#### PROMPT:
Note each line of the entries that includes "data". Then copy those lines.

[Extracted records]

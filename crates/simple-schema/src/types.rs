//! Core value model for validation
//!
//! This module defines the runtime [`Value`] a schema is validated against and
//! the closed [`TypeTag`] classification used by the rule clauses.

use std::borrow::Cow;
use std::fmt;
use std::sync::Arc;

use chrono::{DateTime, NaiveDate, Utc};
use regex::Regex;

use crate::predicates::{BoxedPredicate, FnPredicate};

// ============================================================================
// TypeTag - Closed structural classification
// ============================================================================

/// Canonical structural type tag of a [`Value`].
///
/// Every value maps to exactly one tag via [`Value::type_tag`]; both the type
/// clause and the min/max clause classify values through this enum, so there
/// is a single source of truth for "what kind of thing is this".
#[derive(Debug, Clone, Copy, PartialEq, Eq, Hash)]
pub enum TypeTag {
    /// UTF-8 string
    String,
    /// Integer or float
    Number,
    /// Boolean
    Boolean,
    /// Ordered list of values
    Array,
    /// Keyed record
    Object,
    /// Callable predicate carried as data
    Function,
    /// Compiled regular expression
    Regexp,
    /// Point in time (possibly invalid)
    Date,
    /// Explicit null
    Null,
    /// Explicit undefined marker
    Undefined,
}

impl TypeTag {
    /// Tag name as used in schemas and error messages
    pub fn as_str(&self) -> &'static str {
        match self {
            Self::String => "string",
            Self::Number => "number",
            Self::Boolean => "boolean",
            Self::Array => "array",
            Self::Object => "object",
            Self::Function => "function",
            Self::Regexp => "regexp",
            Self::Date => "date",
            Self::Null => "null",
            Self::Undefined => "undefined",
        }
    }

    /// Parse a tag name (case-insensitive)
    pub fn parse(s: &str) -> Option<Self> {
        match s.to_lowercase().as_str() {
            "string" => Some(Self::String),
            "number" => Some(Self::Number),
            "boolean" => Some(Self::Boolean),
            "array" => Some(Self::Array),
            "object" => Some(Self::Object),
            "function" => Some(Self::Function),
            "regexp" => Some(Self::Regexp),
            "date" => Some(Self::Date),
            "null" => Some(Self::Null),
            "undefined" => Some(Self::Undefined),
            _ => None,
        }
    }
}

impl fmt::Display for TypeTag {
    fn fmt(&self, f: &mut fmt::Formatter<'_>) -> fmt::Result {
        f.write_str(self.as_str())
    }
}

// ============================================================================
// Value - Runtime values to be validated
// ============================================================================

/// Runtime value that can be validated
///
/// Subjects are arbitrary nested structures built from these variants. The
/// engine never mutates a subject; validation borrows it.
#[derive(Clone)]
pub enum Value {
    /// Null value
    Null,
    /// Explicit undefined marker (a *present* property holding "no value",
    /// distinct from the property being absent)
    Undefined,
    /// Boolean value
    Bool(bool),
    /// Integer value (i64), tag `number`
    Int(i64),
    /// Float value (f64), tag `number`
    Float(f64),
    /// String value
    String(String),
    /// List of values, tag `array`
    List(Vec<Value>),
    /// Keyed record (insertion-ordered key-value pairs)
    Object(Vec<(String, Value)>),
    /// Callable carried as data
    Function(BoxedPredicate),
    /// Compiled regular expression carried as data
    Regexp(Regex),
    /// Point in time; `None` is an invalid date (e.g. parsed from garbage),
    /// which still has tag `date` but fails the type clause's validity check
    Date(Option<DateTime<Utc>>),
}

impl Value {
    /// Structural tag of this value
    pub fn type_tag(&self) -> TypeTag {
        match self {
            Self::Null => TypeTag::Null,
            Self::Undefined => TypeTag::Undefined,
            Self::Bool(_) => TypeTag::Boolean,
            Self::Int(_) | Self::Float(_) => TypeTag::Number,
            Self::String(_) => TypeTag::String,
            Self::List(_) => TypeTag::Array,
            Self::Object(_) => TypeTag::Object,
            Self::Function(_) => TypeTag::Function,
            Self::Regexp(_) => TypeTag::Regexp,
            Self::Date(_) => TypeTag::Date,
        }
    }

    /// Human-readable type name for error messages
    pub fn type_name(&self) -> &'static str {
        self.type_tag().as_str()
    }

    /// Check if value is null
    pub fn is_null(&self) -> bool {
        matches!(self, Self::Null)
    }

    /// Check if value is the explicit undefined marker
    pub fn is_undefined(&self) -> bool {
        matches!(self, Self::Undefined)
    }

    /// Look up an own property. Only objects have own properties; every other
    /// variant (including lists, which are indexed, not keyed) yields `None`.
    pub fn get(&self, key: &str) -> Option<&Value> {
        match self {
            Self::Object(pairs) => pairs.iter().find(|(k, _)| k == key).map(|(_, v)| v),
            _ => None,
        }
    }

    /// Build an object from key-value pairs, preserving order
    pub fn object<K>(pairs: impl IntoIterator<Item = (K, Value)>) -> Self
    where
        K: Into<String>,
    {
        Self::Object(pairs.into_iter().map(|(k, v)| (k.into(), v)).collect())
    }

    /// Build a list
    pub fn list(items: impl IntoIterator<Item = Value>) -> Self {
        Self::List(items.into_iter().collect())
    }

    /// Build a function value from a closure taking the enclosing record and
    /// the property name
    pub fn function<F>(f: F) -> Self
    where
        F: Fn(&Value, &str) -> bool + Send + Sync + 'static,
    {
        Self::Function(Arc::new(FnPredicate::new(f)))
    }

    /// Build a valid date value
    pub fn date(datetime: DateTime<Utc>) -> Self {
        Self::Date(Some(datetime))
    }

    /// Build an invalid date value (tag `date`, fails the validity check)
    pub fn invalid_date() -> Self {
        Self::Date(None)
    }

    /// Parse a date from text. Accepts RFC 3339 timestamps and plain
    /// `YYYY-MM-DD` dates; anything else yields an *invalid* date value, not
    /// an error.
    pub fn parse_date(input: &str) -> Self {
        if let Ok(dt) = DateTime::parse_from_rfc3339(input) {
            return Self::Date(Some(dt.with_timezone(&Utc)));
        }
        if let Ok(d) = NaiveDate::parse_from_str(input, "%Y-%m-%d") {
            if let Some(dt) = d.and_hms_opt(0, 0, 0) {
                return Self::Date(Some(dt.and_utc()));
            }
        }
        Self::Date(None)
    }

    /// Text form of the value, as seen by the regexp clauses. Scalars render
    /// their natural form; lists join their elements with `,`; the remaining
    /// variants render a fixed placeholder.
    pub fn string_form(&self) -> Cow<'_, str> {
        match self {
            Self::Null => Cow::Borrowed("null"),
            Self::Undefined => Cow::Borrowed("undefined"),
            Self::Bool(b) => Cow::Borrowed(if *b { "true" } else { "false" }),
            Self::Int(i) => Cow::Owned(i.to_string()),
            Self::Float(f) => Cow::Owned(f.to_string()),
            Self::String(s) => Cow::Borrowed(s),
            Self::List(items) => Cow::Owned(
                items
                    .iter()
                    .map(|v| v.string_form().into_owned())
                    .collect::<Vec<_>>()
                    .join(","),
            ),
            Self::Object(_) => Cow::Borrowed("[object]"),
            Self::Function(_) => Cow::Borrowed("[function]"),
            Self::Regexp(re) => Cow::Borrowed(re.as_str()),
            Self::Date(Some(dt)) => Cow::Owned(dt.to_rfc3339()),
            Self::Date(None) => Cow::Borrowed("invalid date"),
        }
    }
}

impl fmt::Debug for Value {
    fn fmt(&self, f: &mut fmt::Formatter<'_>) -> fmt::Result {
        match self {
            Self::Null => f.write_str("Null"),
            Self::Undefined => f.write_str("Undefined"),
            Self::Bool(b) => f.debug_tuple("Bool").field(b).finish(),
            Self::Int(i) => f.debug_tuple("Int").field(i).finish(),
            Self::Float(x) => f.debug_tuple("Float").field(x).finish(),
            Self::String(s) => f.debug_tuple("String").field(s).finish(),
            Self::List(items) => f.debug_tuple("List").field(items).finish(),
            Self::Object(pairs) => f.debug_tuple("Object").field(pairs).finish(),
            Self::Function(_) => f.write_str("Function(..)"),
            Self::Regexp(re) => f.debug_tuple("Regexp").field(&re.as_str()).finish(),
            Self::Date(dt) => f.debug_tuple("Date").field(dt).finish(),
        }
    }
}

impl PartialEq for Value {
    fn eq(&self, other: &Self) -> bool {
        match (self, other) {
            (Self::Null, Self::Null) => true,
            (Self::Undefined, Self::Undefined) => true,
            (Self::Bool(a), Self::Bool(b)) => a == b,
            (Self::Int(a), Self::Int(b)) => a == b,
            (Self::Float(a), Self::Float(b)) => a == b,
            (Self::String(a), Self::String(b)) => a == b,
            (Self::List(a), Self::List(b)) => a == b,
            (Self::Object(a), Self::Object(b)) => a == b,
            // Functions compare by identity; there is no structural equality
            // for callables
            (Self::Function(a), Self::Function(b)) => Arc::ptr_eq(a, b),
            (Self::Regexp(a), Self::Regexp(b)) => a.as_str() == b.as_str(),
            (Self::Date(a), Self::Date(b)) => a == b,
            _ => false,
        }
    }
}

// ============================================================================
// Conversions
// ============================================================================

impl From<bool> for Value {
    fn from(b: bool) -> Self {
        Self::Bool(b)
    }
}

impl From<i32> for Value {
    fn from(i: i32) -> Self {
        Self::Int(i64::from(i))
    }
}

impl From<i64> for Value {
    fn from(i: i64) -> Self {
        Self::Int(i)
    }
}

impl From<f64> for Value {
    fn from(f: f64) -> Self {
        Self::Float(f)
    }
}

impl From<&str> for Value {
    fn from(s: &str) -> Self {
        Self::String(s.to_string())
    }
}

impl From<String> for Value {
    fn from(s: String) -> Self {
        Self::String(s)
    }
}

impl From<Vec<Value>> for Value {
    fn from(items: Vec<Value>) -> Self {
        Self::List(items)
    }
}

impl From<Regex> for Value {
    fn from(re: Regex) -> Self {
        Self::Regexp(re)
    }
}

impl From<DateTime<Utc>> for Value {
    fn from(dt: DateTime<Utc>) -> Self {
        Self::Date(Some(dt))
    }
}

#[cfg(feature = "serde")]
impl From<serde_json::Value> for Value {
    fn from(value: serde_json::Value) -> Self {
        match value {
            serde_json::Value::Null => Self::Null,
            serde_json::Value::Bool(b) => Self::Bool(b),
            serde_json::Value::Number(n) => match n.as_i64() {
                Some(i) => Self::Int(i),
                None => Self::Float(n.as_f64().unwrap_or(f64::NAN)),
            },
            serde_json::Value::String(s) => Self::String(s),
            serde_json::Value::Array(items) => {
                Self::List(items.into_iter().map(Into::into).collect())
            }
            serde_json::Value::Object(map) => {
                Self::Object(map.into_iter().map(|(k, v)| (k, v.into())).collect())
            }
        }
    }
}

#### EXERCISE ANSWER:
    /// Callable predicate carried as data
    /// Callable carried as data
    /// Compiled regular expression carried as data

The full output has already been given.